A riveting journey through what it might take to successfully bet against every odd there is. I believe it is one of the rarest chances there are to be purviewed and be able to document people and events that are in true sense revolutionary. Achieving private space flight is the point and marker of the beginning of a possible realization of far-distance exploration and colonization - economics in my opinion was the last true barrier to opening up space and that now has been breached. Not to take away from the focus of the book the fascinating story of the people how made it; their oddity, resolve, patience are only some of the characteristics weaved into a captivating story. In every sense of the word the characters involved are the epitome of pioneering.

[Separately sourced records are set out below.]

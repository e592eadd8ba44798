//! PQL result sets and their conversion to text.
//!
//! A page returned by `PublisherQueryLanguageService.select` is a
//! [`ResultSet`]: column headers plus rows of optional tagged values. Each
//! value is converted to a [`Cell`] by [`convert_value`]:
//!
//! | Value          | Cell                                                          |
//! |----------------|---------------------------------------------------------------|
//! | TextValue      | text with every `"` doubled                                   |
//! | NumberValue    | `Integer` without a `.`, `Float` with one                     |
//! | DateValue      | `YYYY-MM-DD`                                                  |
//! | DateTimeValue  | RFC 3339 in the value's zone, `Z` for a zero offset           |
//! | BooleanValue   | `Boolean`                                                     |
//! | SetValue       | elements converted, each wrapped in `"`, joined with `,`       |
//! | missing/empty  | `-`                                                           |

use std::fmt;

use chrono::SecondsFormat;

use crate::element::Element;
use crate::error::{ValueError, XmlError};
use crate::value::{Value, ensure_homogeneous};

/// Text used for missing and empty values.
pub const EMPTY_CELL: &str = "-";

/// A column header of a result set.
#[derive(Debug, Clone, PartialEq, Eq)]
pub struct ColumnType {
    pub label_name: String,
}

/// One row, aligned with the column types. `None` is a null cell.
pub type Row = Vec<Option<Value>>;

/// One page of PQL results.
#[derive(Debug, Clone, PartialEq, Default)]
pub struct ResultSet {
    pub column_types: Vec<ColumnType>,
    pub rows: Vec<Row>,
}

/// Error decoding a result set from XML.
#[derive(Debug, Clone, PartialEq, Eq, thiserror::Error)]
pub enum ResultSetError {
    #[error(transparent)]
    Xml(#[from] XmlError),
    #[error(transparent)]
    Value(#[from] ValueError),
}

impl ResultSet {
    /// Column label names in declared order.
    pub fn labels(&self) -> Vec<String> {
        self.column_types.iter().map(|c| c.label_name.clone()).collect()
    }

    /// Decode the `rval` of a `select` response.
    pub fn from_element(element: &Element) -> Result<Self, ResultSetError> {
        let column_types = element
            .children_named("columnTypes")
            .map(|column| {
                Ok(ColumnType {
                    label_name: column.require_text("labelName")?.to_string(),
                })
            })
            .collect::<Result<Vec<_>, XmlError>>()?;

        let mut rows = Vec::new();
        for row in element.children_named("rows") {
            let cells = row
                .children_named("values")
                .map(Value::from_element)
                .collect::<Result<Row, ValueError>>()?;
            rows.push(cells);
        }

        Ok(Self { column_types, rows })
    }
}

/// A converted value.
#[derive(Debug, Clone, PartialEq)]
pub enum Cell {
    Text(String),
    Integer(i64),
    Float(f64),
    Boolean(bool),
}

impl Cell {
    fn empty() -> Self {
        Cell::Text(EMPTY_CELL.to_string())
    }
}

impl fmt::Display for Cell {
    fn fmt(&self, f: &mut fmt::Formatter<'_>) -> fmt::Result {
        match self {
            Cell::Text(text) => f.write_str(text),
            Cell::Integer(n) => write!(f, "{n}"),
            Cell::Float(n) => write_float(f, *n),
            Cell::Boolean(b) => write!(f, "{b}"),
        }
    }
}

/// Positional notation for magnitudes in `[1e-4, 1e16)`, with integral
/// values keeping one decimal (`3.0`); exponent notation with a signed,
/// at least two-digit exponent outside it (`1e+20`, `1.5e-05`).
fn write_float(f: &mut fmt::Formatter<'_>, n: f64) -> fmt::Result {
    let magnitude = n.abs();
    if !n.is_finite() || n == 0.0 || (1e-4..1e16).contains(&magnitude) {
        return if n.is_finite() && n.fract() == 0.0 {
            write!(f, "{n:.1}")
        } else {
            write!(f, "{n}")
        };
    }
    let formatted = format!("{n:e}");
    let (mantissa, exponent) = formatted.split_once('e').unwrap_or((formatted.as_str(), "0"));
    let exponent: i32 = exponent.parse().map_err(|_| fmt::Error)?;
    let sign = if exponent < 0 { '-' } else { '+' };
    write!(f, "{mantissa}e{sign}{:02}", exponent.abs())
}

impl From<&str> for Cell {
    fn from(value: &str) -> Self {
        Cell::Text(value.to_string())
    }
}

/// Convert one optional value to a cell.
pub fn convert_value(value: Option<&Value>) -> Result<Cell, ValueError> {
    let Some(value) = value else {
        return Ok(Cell::empty());
    };
    match value {
        Value::Text(text) if text.is_empty() => Ok(Cell::empty()),
        Value::Text(text) => Ok(Cell::Text(text.replace('"', "\"\""))),
        Value::Number(number) => parse_number(number),
        Value::Boolean(b) => Ok(Cell::Boolean(*b)),
        Value::Date(date) => Ok(Cell::Text(date.to_naive()?.format("%Y-%m-%d").to_string())),
        Value::DateTime(dt) => Ok(Cell::Text(
            dt.localize()?.to_rfc3339_opts(SecondsFormat::Secs, true),
        )),
        Value::Set(items) if items.is_empty() => Ok(Cell::empty()),
        Value::Set(items) => {
            ensure_homogeneous(items)?;
            let rendered = items
                .iter()
                .map(|item| convert_value(Some(item)).map(|cell| format!("\"{cell}\"")))
                .collect::<Result<Vec<_>, _>>()?;
            Ok(Cell::Text(rendered.join(",")))
        }
    }
}

/// Convert a whole row.
pub fn convert_row(row: &[Option<Value>]) -> Result<Vec<Cell>, ValueError> {
    row.iter().map(|v| convert_value(v.as_ref())).collect()
}

fn parse_number(text: &str) -> Result<Cell, ValueError> {
    let invalid = || ValueError::InvalidNumber(text.to_string());
    if text.is_empty() {
        return Ok(Cell::empty());
    }
    if text.contains('.') {
        text.parse().map(Cell::Float).map_err(|_| invalid())
    } else {
        text.parse().map(Cell::Integer).map_err(|_| invalid())
    }
}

Julian wrote a nice book about the Asari X-Prize and separately the SpaceShipOne effort led by Burt Rutan here. Took me a couple of months to make it thru the book for more than just some boring parts to this avgeek fanboy; but happy I stuck with it and a patient Central Skagit library to learn a bit of late 1990s-early 2000s aerospace history.
With that, Julian really took to writing this book as a historian, and not a fanboy and that is sincerely appreciated. Highly recommend to those who want to read some aerospace history in the making and what it takes to be
A) A medical student who wanted to be a space entrepreneur B) A spaceship builder C) A spaceship test pilot
Really think if/when Julian's kids read this book they will dream big too.
The title did mislead me into thinking that it will be a very technical account of space and spaceships. More than that it is a clear and detailed account of how some of the greatest headstrong minds of our world embarked on the journey of making commercial spaceships. They showed the world that complexity is not the sign of impossibility.
When the prize money was announced anyone with experience and knowledge of space would have known that to make such a thing and achieve the goal for winning it was a little less or a lot less but still it inspired people around the globe. I guess it is not wrong to say that though money is a factor it is not the driver of the greatest breakthroughs.
This book is an inspiration and a cution against using the word "impossible".
Inspiring journey and painstaking work behind the first edition of XPrize, inspired by the Spirit of St.Louis and the achievement of Charles Lindbergh on the first solo transatlantic flight from New York to Paris in the 1920s, the founders of XPrize were set to push boundaries and challenge the status quo of the spaceflight business at that time, which requires huge financial means and top engineering expertize that only few governments can provide and deploy. The first edition of XPrize was such a success that it had paved the way for private spaceflight companies that we know of nowadays such as SpaceX, Blue Origin, and Virgin Galactic to list a few. Only time will tell, but maybe private companies would be first to colonize planet Mars, all to XPrize credits.